(What you will do)
All records shown below should be given again, character for character.

(Source data)
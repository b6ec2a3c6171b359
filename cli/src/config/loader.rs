//! CLI configuration loader for medialens
//!
//! Implements single-source priority loading with flag overrides:
//! 1. --config file/dir (highest priority)
//! 2. Current working directory: ./medialens.json or ./.medialens/config.json
//! 3. XDG config: $XDG_CONFIG_HOME/medialens/config.json or the platform config dir
//! 4. Environment variables only (no files)

use anyhow::{anyhow, Context, Result};
use medialens_core::{MediaSettings, ResolvedConfig};
use serde::{Deserialize, Serialize};
use std::path::{Path, PathBuf};

/// Environment variable naming the media folder
pub const MEDIA_DIR_ENV: &str = "MEDIALENS_MEDIA_DIR";

/// Environment variable naming the collection database
pub const COLLECTION_ENV: &str = "MEDIALENS_COLLECTION";

/// Raw configuration file format
#[derive(Debug, Clone, Default, Serialize, Deserialize)]
pub struct RawConfig {
    /// Media folder (`~` is expanded)
    pub media_dir: Option<String>,
    /// Collection database holding the notes (optional for list/search)
    pub collection: Option<String>,
    /// Extensions treated as images (optional, defaults to the common ones)
    pub image_extensions: Option<Vec<String>>,
    /// Whether dot-files are listed
    #[serde(default)]
    pub include_hidden: bool,
    /// Default cap on search results
    pub max_results: Option<usize>,
}

/// CLI configuration loader
pub struct CliConfigLoader {
    /// Override config file/directory path
    config_override: Option<PathBuf>,
    /// Flag overrides
    media_dir_override: Option<PathBuf>,
    collection_override: Option<PathBuf>,
}

impl CliConfigLoader {
    /// Create a new loader
    pub fn new() -> Self {
        Self {
            config_override: None,
            media_dir_override: None,
            collection_override: None,
        }
    }

    /// Set config file/directory override
    pub fn with_config_override(mut self, path: PathBuf) -> Self {
        self.config_override = Some(path);
        self
    }

    /// Set media folder override
    pub fn with_media_dir_override(mut self, path: PathBuf) -> Self {
        self.media_dir_override = Some(path);
        self
    }

    /// Set collection override
    pub fn with_collection_override(mut self, path: PathBuf) -> Self {
        self.collection_override = Some(path);
        self
    }

    /// Load and resolve configuration
    pub async fn load(&self) -> Result<ResolvedConfig> {
        // Step 1: Find and load base configuration
        let mut config = if let Some(override_path) = &self.config_override {
            self.load_from_path(override_path).await.with_context(|| {
                format!(
                    "Failed to load config from override path: {}",
                    override_path.display()
                )
            })?
        } else {
            self.search_and_load().await?
        };

        // Step 2: Apply flag overrides
        if let Some(media_dir) = &self.media_dir_override {
            config.media_dir = Some(media_dir.to_string_lossy().into_owned());
        }
        if let Some(collection) = &self.collection_override {
            config.collection = Some(collection.to_string_lossy().into_owned());
        }

        // Step 3: Resolve to final config
        self.resolve_config(config)
    }

    /// Search for config in priority order
    async fn search_and_load(&self) -> Result<RawConfig> {
        if let Some(config) = self.try_load_cwd().await? {
            return Ok(config);
        }

        if let Some(config) = self.try_load_xdg().await? {
            return Ok(config);
        }

        Ok(self.load_env_only())
    }

    /// Try loading from current working directory
    async fn try_load_cwd(&self) -> Result<Option<RawConfig>> {
        let cwd = std::env::current_dir()?;

        let medialens_json = cwd.join("medialens.json");
        if medialens_json.exists() {
            return Ok(Some(self.load_file(&medialens_json).await?));
        }

        let dir_config = cwd.join(".medialens").join("config.json");
        if dir_config.exists() {
            return Ok(Some(self.load_file(&dir_config).await?));
        }

        Ok(None)
    }

    /// Try loading from XDG config directory
    async fn try_load_xdg(&self) -> Result<Option<RawConfig>> {
        if let Some(config_dir) = self.get_xdg_config_dir() {
            let config_path = config_dir.join("medialens").join("config.json");
            if config_path.exists() {
                return Ok(Some(self.load_file(&config_path).await?));
            }
        }
        Ok(None)
    }

    /// Build a configuration from environment variables only
    fn load_env_only(&self) -> RawConfig {
        RawConfig {
            media_dir: std::env::var(MEDIA_DIR_ENV).ok(),
            collection: std::env::var(COLLECTION_ENV).ok(),
            ..RawConfig::default()
        }
    }

    /// Load configuration from a specific path (file or directory)
    async fn load_from_path(&self, path: &Path) -> Result<RawConfig> {
        if path.is_file() {
            self.load_file(path).await
        } else if path.is_dir() {
            let config_file = path.join("config.json");
            if config_file.exists() {
                self.load_file(&config_file).await
            } else {
                Err(anyhow!(
                    "No config.json found in directory: {}",
                    path.display()
                ))
            }
        } else {
            Err(anyhow!("Config path does not exist: {}", path.display()))
        }
    }

    /// Load a single config file
    async fn load_file(&self, path: &Path) -> Result<RawConfig> {
        let content = tokio::fs::read_to_string(path)
            .await
            .with_context(|| format!("Failed to read config file: {}", path.display()))?;

        serde_json::from_str(&content)
            .with_context(|| format!("Failed to parse config file: {}", path.display()))
    }

    /// Get XDG config directory
    fn get_xdg_config_dir(&self) -> Option<PathBuf> {
        std::env::var_os("XDG_CONFIG_HOME")
            .filter(|dir| !dir.is_empty())
            .map(PathBuf::from)
            .or_else(dirs::config_dir)
    }

    /// Resolve raw config to ResolvedConfig
    fn resolve_config(&self, config: RawConfig) -> Result<ResolvedConfig> {
        let media_dir = config.media_dir.as_deref().ok_or_else(|| {
            anyhow!(
                "No media folder configured. Pass --media-dir, set {} or create a medialens.json file",
                MEDIA_DIR_ENV
            )
        })?;

        let mut media = MediaSettings::default().with_hidden_files(config.include_hidden);
        if let Some(extensions) = config.image_extensions {
            media = media.with_extensions(extensions);
        }

        let mut resolved =
            ResolvedConfig::new(expand_path(media_dir)).with_media_settings(media);
        if let Some(collection) = config.collection.as_deref() {
            resolved = resolved.with_collection(expand_path(collection));
        }
        if let Some(max_results) = config.max_results {
            resolved = resolved.with_max_results(max_results);
        }

        resolved
            .validate()
            .map_err(|e| anyhow!("Configuration validation failed: {}", e))?;

        Ok(resolved)
    }
}

impl Default for CliConfigLoader {
    fn default() -> Self {
        Self::new()
    }
}

/// Expand a leading `~` to the home directory
fn expand_path(path: &str) -> PathBuf {
    PathBuf::from(shellexpand::tilde(path).into_owned())
}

(Problem solution)
repository b6ec2a3c6171b359
filename cli/src/config/loader.rs
//! CLI configuration loader for medialens
//!
//! Implements single-source priority loading with flag overrides:
//! 1. --config file/dir (highest priority)
//! 2. Current working directory: ./medialens.json or ./.medialens/config.json
//! 3. XDG config: $XDG_CONFIG_HOME/medialens/config.json or the platform config dir
//! 4. Environment variables only (no files)

use anyhow::{anyhow, Context, Result};
use medialens_core::{MediaSettings, ResolvedConfig};
use serde::{Deserialize, Serialize};
use std::path::{Path, PathBuf};

/// Environment variable naming the media folder
pub const MEDIA_DIR_ENV: &str = "MEDIALENS_MEDIA_DIR";

/// Environment variable naming the collection database
pub const COLLECTION_ENV: &str = "MEDIALENS_COLLECTION";

/// Raw configuration file format
#[derive(Debug, Clone, Default, Serialize, Deserialize)]
pub struct RawConfig {
    /// Media folder (`~` is expanded)
    pub media_dir: Option<String>,
    /// Collection database holding the notes (optional for list/search)
    pub collection: Option<String>,
    /// Extensions treated as images (optional, defaults to the common ones)
    pub image_extensions: Option<Vec<String>>,
    /// Whether dot-files are listed
    #[serde(default)]
    pub include_hidden: bool,
    /// Default cap on search results
    pub max_results: Option<usize>,
}

/// CLI configuration loader
pub struct CliConfigLoader {
    /// Override config file/directory path
    config_override: Option<PathBuf>,
    /// Flag overrides
    media_dir_override: Option<PathBuf>,
    collection_override: Option<PathBuf>,
}

impl CliConfigLoader {
    /// Create a new loader
    pub fn new() -> Self {
        Self {
            config_override: None,
            media_dir_override: None,
            collection_override: None,
        }
    }

    /// Set config file/directory override
    pub fn with_config_override(mut self, path: PathBuf) -> Self {
        self.config_override = Some(path);
        self
    }

    /// Set media folder override
    pub fn with_media_dir_override(mut self, path: PathBuf) -> Self {
        self.media_dir_override = Some(path);
        self
    }

    /// Set collection override
    pub fn with_collection_override(mut self, path: PathBuf) -> Self {
        self.collection_override = Some(path);
        self
    }

    /// Load and resolve configuration
    pub async fn load(&self) -> Result<ResolvedConfig> {
        // Step 1: Find and load base configuration
        let mut config = if let Some(override_path) = &self.config_override {
            self.load_from_path(override_path).await.with_context(|| {
                format!(
                    "Failed to load config from override path: {}",
                    override_path.display()
                )
            })?
        } else {
            self.search_and_load().await?
        };

        // Step 2: Apply flag overrides
        if let Some(media_dir) = &self.media_dir_override {
            config.media_dir = Some(media_dir.to_string_lossy().into_owned());
        }
        if let Some(collection) = &self.collection_override {
            config.collection = Some(collection.to_string_lossy().into_owned());
        }

        // Step 3: Resolve to final config
        self.resolve_config(config)
    }

    /// Search for config in priority order
    async fn search_and_load(&self) -> Result<RawConfig> {
        if let Some(config) = self.try_load_cwd().await? {
            return Ok(config);
        }

        if let Some(config) = self.try_load_xdg().await? {
            return Ok(config);
        }

        Ok(self.load_env_only())
    }

    /// Try loading from current working directory
    async fn try_load_cwd(&self) -> Result<Option<RawConfig>> {
        let cwd = std::env::current_dir()?;

        let medialens_json = cwd.join("medialens.json");
        if medialens_json.exists() {
            return Ok(Some(self.load_file(&medialens_json).await?));
        }

        let dir_config = cwd.join(".medialens").join("config.json");
        if dir_config.exists() {
            return Ok(Some(self.load_file(&dir_config).await?));
        }

        Ok(None)
    }

    /// Try loading from XDG config directory
    async fn try_load_xdg(&self) -> Result<Option<RawConfig>> {
        if let Some(config_dir) = self.get_xdg_config_dir() {
            let config_path = config_dir.join("medialens").join("config.json");
            if config_path.exists() {
                return Ok(Some(self.load_file(&config_path).await?));
            }
        }
        Ok(None)
    }

    /// Build a configuration from environment variables only
    fn load_env_only(&self) -> RawConfig {
        RawConfig {
            media_dir: std::env::var(MEDIA_DIR_ENV).ok(),
            collection: std::env::var(COLLECTION_ENV).ok(),
            ..RawConfig::default()
        }
    }

    /// Load configuration from a specific path (file or directory)
    async fn load_from_path(&self, path: &Path) -> Result<RawConfig> {
        if path.is_file() {
            self.load_file(path).await
        } else if path.is_dir() {
            let config_file = path.join("config.json");
            if config_file.exists() {
                self.load_file(&config_file).await
            } else {
                Err(anyhow!(
                    "No config.json found in directory: {}",
                    path.display()
                ))
            }
        } else {
            Err(anyhow!("Config path does not exist: {}", path.display()))
        }
    }

    /// Load a single config file
    async fn load_file(&self, path: &Path) -> Result<RawConfig> {
        let content = tokio::fs::read_to_string(path)
            .await
            .with_context(|| format!("Failed to read config file: {}", path.display()))?;

        serde_json::from_str(&content)
            .with_context(|| format!("Failed to parse config file: {}", path.display()))
    }

    /// Get XDG config directory
    fn get_xdg_config_dir(&self) -> Option<PathBuf> {
        std::env::var_os("XDG_CONFIG_HOME")
            .filter(|dir| !dir.is_empty())
            .map(PathBuf::from)
            .or_else(dirs::config_dir)
    }

    /// Resolve raw config to ResolvedConfig
    fn resolve_config(&self, config: RawConfig) -> Result<ResolvedConfig> {
        let media_dir = config.media_dir.as_deref().ok_or_else(|| {
            anyhow!(
                "No media folder configured. Pass --media-dir, set {} or create a medialens.json file",
                MEDIA_DIR_ENV
            )
        })?;

        let mut media = MediaSettings::default().with_hidden_files(config.include_hidden);
        if let Some(extensions) = config.image_extensions {
            media = media.with_extensions(extensions);
        }

        let mut resolved =
            ResolvedConfig::new(expand_path(media_dir)).with_media_settings(media);
        if let Some(collection) = config.collection.as_deref() {
            resolved = resolved.with_collection(expand_path(collection));
        }
        if let Some(max_results) = config.max_results {
            resolved = resolved.with_max_results(max_results);
        }

        resolved
            .validate()
            .map_err(|e| anyhow!("Configuration validation failed: {}", e))?;

        Ok(resolved)
    }
}

impl Default for CliConfigLoader {
    fn default() -> Self {
        Self::new()
    }
}

/// Expand a leading `~` to the home directory
fn expand_path(path: &str) -> PathBuf {
    PathBuf::from(shellexpand::tilde(path).into_owned())
}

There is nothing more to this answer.